* _Work required_
Work out how many lines of the material contain the string "expected". Respond with the number only.

* _Data in this exercise_
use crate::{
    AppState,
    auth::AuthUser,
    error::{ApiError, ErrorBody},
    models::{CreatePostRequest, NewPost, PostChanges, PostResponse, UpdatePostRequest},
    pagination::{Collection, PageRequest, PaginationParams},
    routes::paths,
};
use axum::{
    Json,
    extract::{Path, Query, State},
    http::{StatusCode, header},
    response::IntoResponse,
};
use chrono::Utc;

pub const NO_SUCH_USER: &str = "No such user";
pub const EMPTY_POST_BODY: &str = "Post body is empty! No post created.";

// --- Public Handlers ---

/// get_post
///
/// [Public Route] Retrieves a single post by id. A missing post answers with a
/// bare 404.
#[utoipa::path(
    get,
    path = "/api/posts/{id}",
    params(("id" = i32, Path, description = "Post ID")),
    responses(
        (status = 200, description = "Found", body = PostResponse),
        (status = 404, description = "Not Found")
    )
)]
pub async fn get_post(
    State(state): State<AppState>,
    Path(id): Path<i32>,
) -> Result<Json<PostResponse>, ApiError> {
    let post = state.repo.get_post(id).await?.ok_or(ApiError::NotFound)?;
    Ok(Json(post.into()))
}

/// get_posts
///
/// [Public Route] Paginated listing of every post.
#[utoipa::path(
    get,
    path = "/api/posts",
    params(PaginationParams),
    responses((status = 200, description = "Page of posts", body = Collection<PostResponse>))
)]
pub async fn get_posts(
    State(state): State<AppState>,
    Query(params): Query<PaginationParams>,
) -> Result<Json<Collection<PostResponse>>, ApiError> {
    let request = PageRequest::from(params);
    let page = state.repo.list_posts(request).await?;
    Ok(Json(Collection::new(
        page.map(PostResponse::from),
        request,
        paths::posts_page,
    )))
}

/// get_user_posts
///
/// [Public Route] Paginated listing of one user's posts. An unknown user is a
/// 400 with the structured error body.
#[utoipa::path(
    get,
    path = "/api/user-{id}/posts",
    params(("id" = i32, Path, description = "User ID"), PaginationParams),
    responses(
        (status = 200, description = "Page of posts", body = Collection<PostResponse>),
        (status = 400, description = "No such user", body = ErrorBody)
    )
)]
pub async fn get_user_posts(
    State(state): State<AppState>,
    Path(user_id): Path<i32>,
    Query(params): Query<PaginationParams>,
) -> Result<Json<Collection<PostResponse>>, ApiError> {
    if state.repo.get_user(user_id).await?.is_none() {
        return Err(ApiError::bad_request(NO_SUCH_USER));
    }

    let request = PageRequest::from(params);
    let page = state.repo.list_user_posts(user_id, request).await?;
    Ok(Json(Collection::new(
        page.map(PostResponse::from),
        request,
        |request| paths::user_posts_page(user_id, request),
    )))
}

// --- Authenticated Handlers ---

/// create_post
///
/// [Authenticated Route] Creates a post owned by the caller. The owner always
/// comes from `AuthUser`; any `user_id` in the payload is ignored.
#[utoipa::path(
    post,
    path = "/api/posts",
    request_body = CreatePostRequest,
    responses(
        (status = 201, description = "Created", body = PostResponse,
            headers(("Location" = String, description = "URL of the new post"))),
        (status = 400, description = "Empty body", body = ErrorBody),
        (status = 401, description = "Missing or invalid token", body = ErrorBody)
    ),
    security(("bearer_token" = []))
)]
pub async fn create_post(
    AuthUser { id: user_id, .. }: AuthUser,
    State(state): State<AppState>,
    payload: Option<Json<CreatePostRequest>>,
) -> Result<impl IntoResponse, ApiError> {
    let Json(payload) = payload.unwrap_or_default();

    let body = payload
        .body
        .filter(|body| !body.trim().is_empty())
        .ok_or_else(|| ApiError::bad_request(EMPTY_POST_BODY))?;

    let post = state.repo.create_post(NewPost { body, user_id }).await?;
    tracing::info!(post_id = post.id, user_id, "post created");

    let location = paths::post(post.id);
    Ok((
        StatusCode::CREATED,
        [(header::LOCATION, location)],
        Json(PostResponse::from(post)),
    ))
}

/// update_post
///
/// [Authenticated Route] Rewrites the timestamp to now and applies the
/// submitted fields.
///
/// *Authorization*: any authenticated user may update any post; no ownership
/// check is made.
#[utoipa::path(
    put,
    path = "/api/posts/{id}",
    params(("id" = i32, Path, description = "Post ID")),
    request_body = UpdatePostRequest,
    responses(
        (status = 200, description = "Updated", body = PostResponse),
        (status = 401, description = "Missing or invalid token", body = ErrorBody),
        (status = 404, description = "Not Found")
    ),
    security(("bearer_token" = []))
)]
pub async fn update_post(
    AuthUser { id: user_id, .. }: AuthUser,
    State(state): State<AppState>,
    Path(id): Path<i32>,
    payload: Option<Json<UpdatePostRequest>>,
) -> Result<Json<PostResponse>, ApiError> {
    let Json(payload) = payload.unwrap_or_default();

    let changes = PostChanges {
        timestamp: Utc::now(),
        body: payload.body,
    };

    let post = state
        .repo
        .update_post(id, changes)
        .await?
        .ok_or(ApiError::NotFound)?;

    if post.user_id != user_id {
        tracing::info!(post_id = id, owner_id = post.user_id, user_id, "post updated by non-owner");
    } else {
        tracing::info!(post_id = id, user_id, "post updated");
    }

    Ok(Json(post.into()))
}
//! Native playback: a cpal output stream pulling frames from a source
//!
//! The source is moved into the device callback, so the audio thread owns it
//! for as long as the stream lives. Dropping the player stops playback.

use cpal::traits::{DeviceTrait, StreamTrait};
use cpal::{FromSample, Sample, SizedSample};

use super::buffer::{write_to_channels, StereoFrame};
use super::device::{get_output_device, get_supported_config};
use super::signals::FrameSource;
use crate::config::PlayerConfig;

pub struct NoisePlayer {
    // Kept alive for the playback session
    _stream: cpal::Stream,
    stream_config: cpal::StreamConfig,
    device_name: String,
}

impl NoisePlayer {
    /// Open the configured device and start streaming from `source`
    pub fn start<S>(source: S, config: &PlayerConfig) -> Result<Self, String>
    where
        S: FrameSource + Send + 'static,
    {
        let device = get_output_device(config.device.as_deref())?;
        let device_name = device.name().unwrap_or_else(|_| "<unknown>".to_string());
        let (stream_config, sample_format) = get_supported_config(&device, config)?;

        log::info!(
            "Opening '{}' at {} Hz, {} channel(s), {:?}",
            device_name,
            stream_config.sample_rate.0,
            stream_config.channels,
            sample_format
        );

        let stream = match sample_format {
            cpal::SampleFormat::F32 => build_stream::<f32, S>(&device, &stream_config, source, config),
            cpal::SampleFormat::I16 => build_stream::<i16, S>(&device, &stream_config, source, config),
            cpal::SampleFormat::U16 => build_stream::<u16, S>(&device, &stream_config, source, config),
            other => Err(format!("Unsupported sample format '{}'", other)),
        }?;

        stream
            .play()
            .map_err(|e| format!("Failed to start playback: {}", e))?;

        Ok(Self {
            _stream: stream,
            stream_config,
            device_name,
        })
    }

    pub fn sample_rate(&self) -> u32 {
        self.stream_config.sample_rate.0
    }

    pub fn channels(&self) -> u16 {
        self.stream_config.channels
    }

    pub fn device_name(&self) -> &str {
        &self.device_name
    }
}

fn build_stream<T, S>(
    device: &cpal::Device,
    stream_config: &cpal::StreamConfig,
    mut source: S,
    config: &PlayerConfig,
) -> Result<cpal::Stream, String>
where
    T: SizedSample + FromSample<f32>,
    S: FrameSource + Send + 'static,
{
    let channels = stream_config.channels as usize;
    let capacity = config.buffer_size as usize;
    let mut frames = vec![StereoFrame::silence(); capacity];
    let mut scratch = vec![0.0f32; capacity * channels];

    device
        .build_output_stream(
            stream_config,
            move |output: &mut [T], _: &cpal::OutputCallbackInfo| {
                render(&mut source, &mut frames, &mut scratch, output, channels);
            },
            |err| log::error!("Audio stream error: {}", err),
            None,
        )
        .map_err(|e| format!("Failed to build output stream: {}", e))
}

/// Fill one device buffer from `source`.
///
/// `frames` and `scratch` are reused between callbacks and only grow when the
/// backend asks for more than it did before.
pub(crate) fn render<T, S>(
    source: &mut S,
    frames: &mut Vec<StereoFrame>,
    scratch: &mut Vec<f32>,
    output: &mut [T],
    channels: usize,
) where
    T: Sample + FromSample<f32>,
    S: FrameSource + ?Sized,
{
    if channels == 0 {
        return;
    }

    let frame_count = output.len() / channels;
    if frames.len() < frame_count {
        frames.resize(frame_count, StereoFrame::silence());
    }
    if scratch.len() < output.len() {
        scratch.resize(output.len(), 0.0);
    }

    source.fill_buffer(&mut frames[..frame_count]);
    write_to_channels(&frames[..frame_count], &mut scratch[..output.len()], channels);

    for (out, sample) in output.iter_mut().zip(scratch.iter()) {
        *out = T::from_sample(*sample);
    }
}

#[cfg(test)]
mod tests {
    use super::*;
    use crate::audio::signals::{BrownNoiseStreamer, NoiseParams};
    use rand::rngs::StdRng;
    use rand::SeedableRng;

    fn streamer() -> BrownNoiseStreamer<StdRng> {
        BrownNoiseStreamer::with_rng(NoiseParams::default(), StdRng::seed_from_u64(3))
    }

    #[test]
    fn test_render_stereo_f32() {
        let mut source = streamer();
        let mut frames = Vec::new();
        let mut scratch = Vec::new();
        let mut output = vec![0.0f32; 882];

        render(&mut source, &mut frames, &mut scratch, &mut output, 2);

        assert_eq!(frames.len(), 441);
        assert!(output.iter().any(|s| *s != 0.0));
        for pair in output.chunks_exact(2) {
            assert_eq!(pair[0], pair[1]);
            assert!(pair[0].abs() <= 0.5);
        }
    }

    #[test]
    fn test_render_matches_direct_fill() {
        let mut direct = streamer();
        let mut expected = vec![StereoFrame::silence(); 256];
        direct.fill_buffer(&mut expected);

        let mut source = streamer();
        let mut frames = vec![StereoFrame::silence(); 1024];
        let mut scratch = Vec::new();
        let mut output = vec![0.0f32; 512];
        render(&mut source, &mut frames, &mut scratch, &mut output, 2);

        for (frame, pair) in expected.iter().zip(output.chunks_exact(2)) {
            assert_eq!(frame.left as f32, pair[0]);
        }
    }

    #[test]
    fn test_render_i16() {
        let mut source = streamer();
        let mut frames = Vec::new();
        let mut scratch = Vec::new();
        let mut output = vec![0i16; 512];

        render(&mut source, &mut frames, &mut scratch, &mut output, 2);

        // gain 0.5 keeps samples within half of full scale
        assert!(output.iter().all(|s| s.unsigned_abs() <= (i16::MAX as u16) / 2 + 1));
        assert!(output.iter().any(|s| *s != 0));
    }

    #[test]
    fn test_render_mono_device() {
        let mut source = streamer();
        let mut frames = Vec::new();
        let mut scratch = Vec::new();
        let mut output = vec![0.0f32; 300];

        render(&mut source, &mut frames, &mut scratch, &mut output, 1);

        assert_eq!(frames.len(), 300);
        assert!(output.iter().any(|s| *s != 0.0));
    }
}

...

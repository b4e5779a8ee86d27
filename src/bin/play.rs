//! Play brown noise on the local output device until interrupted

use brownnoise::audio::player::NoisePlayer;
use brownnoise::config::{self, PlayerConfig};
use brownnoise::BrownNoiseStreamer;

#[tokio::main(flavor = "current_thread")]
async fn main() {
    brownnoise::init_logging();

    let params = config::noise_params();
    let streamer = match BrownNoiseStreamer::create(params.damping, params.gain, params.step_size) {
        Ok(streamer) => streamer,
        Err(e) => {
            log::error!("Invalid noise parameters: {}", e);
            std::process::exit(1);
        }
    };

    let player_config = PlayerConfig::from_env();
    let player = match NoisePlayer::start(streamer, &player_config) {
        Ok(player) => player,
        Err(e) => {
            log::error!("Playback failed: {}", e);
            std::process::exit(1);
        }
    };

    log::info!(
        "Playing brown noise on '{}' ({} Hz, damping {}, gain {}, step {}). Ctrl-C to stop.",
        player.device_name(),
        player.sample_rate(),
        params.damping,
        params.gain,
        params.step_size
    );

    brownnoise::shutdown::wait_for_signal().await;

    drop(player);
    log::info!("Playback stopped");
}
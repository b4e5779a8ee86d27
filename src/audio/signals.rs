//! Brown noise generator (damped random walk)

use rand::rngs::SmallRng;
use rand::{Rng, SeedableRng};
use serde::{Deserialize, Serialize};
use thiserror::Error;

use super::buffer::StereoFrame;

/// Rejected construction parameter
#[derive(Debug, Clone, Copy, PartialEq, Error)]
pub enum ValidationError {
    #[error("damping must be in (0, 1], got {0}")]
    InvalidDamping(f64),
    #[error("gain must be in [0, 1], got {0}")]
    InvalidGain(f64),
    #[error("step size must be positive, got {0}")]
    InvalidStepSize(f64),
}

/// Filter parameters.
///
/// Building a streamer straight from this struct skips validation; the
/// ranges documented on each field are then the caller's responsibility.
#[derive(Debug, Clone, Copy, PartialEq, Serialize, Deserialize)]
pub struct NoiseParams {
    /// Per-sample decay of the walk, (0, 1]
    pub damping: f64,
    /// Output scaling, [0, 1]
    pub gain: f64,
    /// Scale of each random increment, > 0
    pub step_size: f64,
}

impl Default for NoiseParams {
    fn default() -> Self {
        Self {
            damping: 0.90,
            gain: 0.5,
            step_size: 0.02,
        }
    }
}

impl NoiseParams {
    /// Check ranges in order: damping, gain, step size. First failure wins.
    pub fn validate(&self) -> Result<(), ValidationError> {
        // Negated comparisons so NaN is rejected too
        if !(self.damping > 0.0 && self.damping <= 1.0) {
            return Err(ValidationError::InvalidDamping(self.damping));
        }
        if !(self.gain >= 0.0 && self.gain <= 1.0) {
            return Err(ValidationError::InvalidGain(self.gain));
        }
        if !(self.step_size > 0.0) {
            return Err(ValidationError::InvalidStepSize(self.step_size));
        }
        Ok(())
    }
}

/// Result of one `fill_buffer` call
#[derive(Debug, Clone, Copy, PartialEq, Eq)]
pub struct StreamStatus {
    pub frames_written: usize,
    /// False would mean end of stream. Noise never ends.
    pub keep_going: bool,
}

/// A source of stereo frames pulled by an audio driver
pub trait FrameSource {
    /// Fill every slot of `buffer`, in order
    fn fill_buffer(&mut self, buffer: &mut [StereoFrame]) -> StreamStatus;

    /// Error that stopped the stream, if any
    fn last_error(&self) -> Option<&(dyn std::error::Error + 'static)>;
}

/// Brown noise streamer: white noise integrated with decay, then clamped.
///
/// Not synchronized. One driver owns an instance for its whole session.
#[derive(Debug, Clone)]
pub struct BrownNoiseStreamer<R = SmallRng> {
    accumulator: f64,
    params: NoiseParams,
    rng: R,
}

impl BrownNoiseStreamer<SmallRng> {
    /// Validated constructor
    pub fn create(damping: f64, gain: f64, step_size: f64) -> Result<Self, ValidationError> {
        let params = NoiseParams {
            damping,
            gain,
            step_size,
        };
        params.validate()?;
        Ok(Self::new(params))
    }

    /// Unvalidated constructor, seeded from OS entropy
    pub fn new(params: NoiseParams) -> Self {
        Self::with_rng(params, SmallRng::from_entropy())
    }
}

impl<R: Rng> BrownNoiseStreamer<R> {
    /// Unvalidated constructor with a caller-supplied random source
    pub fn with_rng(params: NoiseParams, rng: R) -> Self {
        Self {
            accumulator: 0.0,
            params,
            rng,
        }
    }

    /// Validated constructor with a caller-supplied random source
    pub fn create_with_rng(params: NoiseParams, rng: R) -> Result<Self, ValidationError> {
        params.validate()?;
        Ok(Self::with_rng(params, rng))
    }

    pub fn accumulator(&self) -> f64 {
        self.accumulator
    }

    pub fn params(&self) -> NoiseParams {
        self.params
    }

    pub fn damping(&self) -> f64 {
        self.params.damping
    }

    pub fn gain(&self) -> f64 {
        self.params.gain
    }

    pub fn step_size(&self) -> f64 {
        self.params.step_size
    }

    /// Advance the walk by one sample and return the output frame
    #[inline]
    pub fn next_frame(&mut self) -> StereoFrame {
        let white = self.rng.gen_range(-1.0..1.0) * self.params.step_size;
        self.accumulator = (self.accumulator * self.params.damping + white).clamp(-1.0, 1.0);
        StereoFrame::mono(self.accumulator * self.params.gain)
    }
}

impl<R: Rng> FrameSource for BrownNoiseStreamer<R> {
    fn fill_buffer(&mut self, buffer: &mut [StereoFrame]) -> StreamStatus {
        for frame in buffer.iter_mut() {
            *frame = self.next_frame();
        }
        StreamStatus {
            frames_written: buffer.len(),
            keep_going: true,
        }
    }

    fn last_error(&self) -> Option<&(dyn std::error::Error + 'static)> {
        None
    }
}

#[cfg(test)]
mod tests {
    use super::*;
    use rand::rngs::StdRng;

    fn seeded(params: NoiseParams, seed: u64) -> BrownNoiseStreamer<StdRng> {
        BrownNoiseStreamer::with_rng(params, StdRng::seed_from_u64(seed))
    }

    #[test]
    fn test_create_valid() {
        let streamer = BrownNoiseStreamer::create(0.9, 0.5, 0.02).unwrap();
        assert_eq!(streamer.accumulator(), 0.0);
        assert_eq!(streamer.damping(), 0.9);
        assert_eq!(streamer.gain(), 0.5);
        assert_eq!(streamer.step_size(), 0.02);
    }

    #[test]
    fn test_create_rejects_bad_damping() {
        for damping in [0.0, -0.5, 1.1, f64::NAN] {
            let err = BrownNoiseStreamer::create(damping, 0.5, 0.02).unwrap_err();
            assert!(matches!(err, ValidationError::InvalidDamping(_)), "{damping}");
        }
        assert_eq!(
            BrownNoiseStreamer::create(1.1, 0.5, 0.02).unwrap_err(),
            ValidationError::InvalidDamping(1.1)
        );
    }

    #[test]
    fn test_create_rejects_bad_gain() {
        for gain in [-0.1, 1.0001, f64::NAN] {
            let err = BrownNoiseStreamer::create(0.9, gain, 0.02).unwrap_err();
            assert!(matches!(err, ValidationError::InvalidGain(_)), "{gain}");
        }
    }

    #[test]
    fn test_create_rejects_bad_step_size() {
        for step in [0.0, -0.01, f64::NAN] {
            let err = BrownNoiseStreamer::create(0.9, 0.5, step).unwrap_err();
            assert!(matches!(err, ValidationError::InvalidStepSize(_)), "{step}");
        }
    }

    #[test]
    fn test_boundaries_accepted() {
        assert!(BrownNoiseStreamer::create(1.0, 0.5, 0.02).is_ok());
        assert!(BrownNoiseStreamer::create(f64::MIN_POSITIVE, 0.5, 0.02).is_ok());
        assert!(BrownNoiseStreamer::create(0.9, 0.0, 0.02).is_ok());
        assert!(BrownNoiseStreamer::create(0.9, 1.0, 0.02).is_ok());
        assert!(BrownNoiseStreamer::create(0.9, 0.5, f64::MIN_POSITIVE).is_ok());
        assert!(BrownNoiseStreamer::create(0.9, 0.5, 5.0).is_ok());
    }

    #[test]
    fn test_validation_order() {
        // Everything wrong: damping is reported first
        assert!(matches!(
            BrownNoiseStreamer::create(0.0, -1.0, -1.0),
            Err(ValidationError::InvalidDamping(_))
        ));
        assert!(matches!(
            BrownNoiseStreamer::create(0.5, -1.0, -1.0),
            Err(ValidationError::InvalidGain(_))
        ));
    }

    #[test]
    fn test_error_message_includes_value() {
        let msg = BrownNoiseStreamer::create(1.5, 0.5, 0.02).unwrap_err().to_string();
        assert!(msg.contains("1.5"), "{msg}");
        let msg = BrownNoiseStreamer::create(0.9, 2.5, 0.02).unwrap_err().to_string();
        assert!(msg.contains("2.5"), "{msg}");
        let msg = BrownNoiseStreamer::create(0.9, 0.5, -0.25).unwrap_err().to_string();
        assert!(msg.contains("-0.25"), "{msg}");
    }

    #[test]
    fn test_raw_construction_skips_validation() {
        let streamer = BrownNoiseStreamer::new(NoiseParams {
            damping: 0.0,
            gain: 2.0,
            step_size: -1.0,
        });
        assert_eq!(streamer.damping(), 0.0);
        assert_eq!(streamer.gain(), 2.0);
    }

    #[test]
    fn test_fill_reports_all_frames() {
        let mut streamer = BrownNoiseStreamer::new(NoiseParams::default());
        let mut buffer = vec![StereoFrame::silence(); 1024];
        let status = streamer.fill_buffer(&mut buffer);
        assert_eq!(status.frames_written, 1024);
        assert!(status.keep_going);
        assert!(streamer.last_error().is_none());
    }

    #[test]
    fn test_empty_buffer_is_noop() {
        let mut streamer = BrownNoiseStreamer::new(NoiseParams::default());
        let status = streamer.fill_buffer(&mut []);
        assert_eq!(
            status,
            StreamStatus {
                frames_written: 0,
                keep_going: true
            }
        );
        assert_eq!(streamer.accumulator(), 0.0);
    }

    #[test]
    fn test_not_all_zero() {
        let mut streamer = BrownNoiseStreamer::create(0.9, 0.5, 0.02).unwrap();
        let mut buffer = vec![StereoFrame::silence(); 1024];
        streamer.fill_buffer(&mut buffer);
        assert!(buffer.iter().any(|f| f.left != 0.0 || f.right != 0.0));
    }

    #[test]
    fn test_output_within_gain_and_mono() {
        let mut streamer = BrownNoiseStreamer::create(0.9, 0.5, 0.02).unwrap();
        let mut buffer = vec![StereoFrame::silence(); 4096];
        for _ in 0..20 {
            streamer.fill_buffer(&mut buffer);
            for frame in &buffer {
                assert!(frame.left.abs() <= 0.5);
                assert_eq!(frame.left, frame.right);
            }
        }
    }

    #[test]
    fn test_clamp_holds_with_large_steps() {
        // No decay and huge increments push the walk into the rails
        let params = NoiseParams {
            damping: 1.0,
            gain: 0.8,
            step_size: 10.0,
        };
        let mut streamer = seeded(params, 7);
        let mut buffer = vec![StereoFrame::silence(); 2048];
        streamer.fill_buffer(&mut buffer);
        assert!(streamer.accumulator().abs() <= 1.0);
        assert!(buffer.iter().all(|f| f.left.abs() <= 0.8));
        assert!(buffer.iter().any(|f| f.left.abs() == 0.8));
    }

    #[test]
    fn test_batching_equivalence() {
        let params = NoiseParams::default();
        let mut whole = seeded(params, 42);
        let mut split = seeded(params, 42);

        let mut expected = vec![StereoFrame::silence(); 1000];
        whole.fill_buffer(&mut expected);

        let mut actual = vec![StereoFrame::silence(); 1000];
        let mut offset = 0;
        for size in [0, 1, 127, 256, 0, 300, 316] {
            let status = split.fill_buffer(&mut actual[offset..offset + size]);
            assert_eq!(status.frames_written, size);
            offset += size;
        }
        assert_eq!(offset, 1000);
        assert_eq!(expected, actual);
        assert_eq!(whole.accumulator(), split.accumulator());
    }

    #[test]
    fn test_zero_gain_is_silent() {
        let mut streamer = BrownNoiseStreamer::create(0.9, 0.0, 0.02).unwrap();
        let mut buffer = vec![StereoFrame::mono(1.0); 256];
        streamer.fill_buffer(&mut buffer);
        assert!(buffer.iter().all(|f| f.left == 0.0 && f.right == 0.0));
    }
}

---

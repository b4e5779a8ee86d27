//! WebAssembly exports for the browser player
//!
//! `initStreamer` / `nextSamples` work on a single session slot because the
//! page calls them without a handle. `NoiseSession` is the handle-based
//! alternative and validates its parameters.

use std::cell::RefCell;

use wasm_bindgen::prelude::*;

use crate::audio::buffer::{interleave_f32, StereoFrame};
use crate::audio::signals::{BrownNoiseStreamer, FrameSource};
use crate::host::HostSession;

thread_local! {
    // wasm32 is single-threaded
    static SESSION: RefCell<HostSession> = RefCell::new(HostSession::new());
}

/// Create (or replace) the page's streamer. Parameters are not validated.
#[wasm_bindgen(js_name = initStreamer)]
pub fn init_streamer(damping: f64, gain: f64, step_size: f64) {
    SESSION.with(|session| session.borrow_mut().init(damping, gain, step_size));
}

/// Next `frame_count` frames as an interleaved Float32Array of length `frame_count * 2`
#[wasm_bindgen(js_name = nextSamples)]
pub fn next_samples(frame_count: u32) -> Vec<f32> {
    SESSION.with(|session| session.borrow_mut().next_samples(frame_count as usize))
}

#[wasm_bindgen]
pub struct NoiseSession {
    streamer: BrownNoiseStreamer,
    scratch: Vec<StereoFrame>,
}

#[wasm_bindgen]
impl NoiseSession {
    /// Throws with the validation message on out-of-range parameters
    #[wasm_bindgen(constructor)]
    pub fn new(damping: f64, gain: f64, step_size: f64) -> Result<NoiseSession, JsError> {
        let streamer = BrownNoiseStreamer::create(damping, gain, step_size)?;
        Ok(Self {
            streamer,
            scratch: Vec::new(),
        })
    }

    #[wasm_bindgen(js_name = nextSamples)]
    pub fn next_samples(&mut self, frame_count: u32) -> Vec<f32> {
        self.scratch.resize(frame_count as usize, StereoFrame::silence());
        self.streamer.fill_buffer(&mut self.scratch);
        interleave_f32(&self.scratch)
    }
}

* _Task output_
6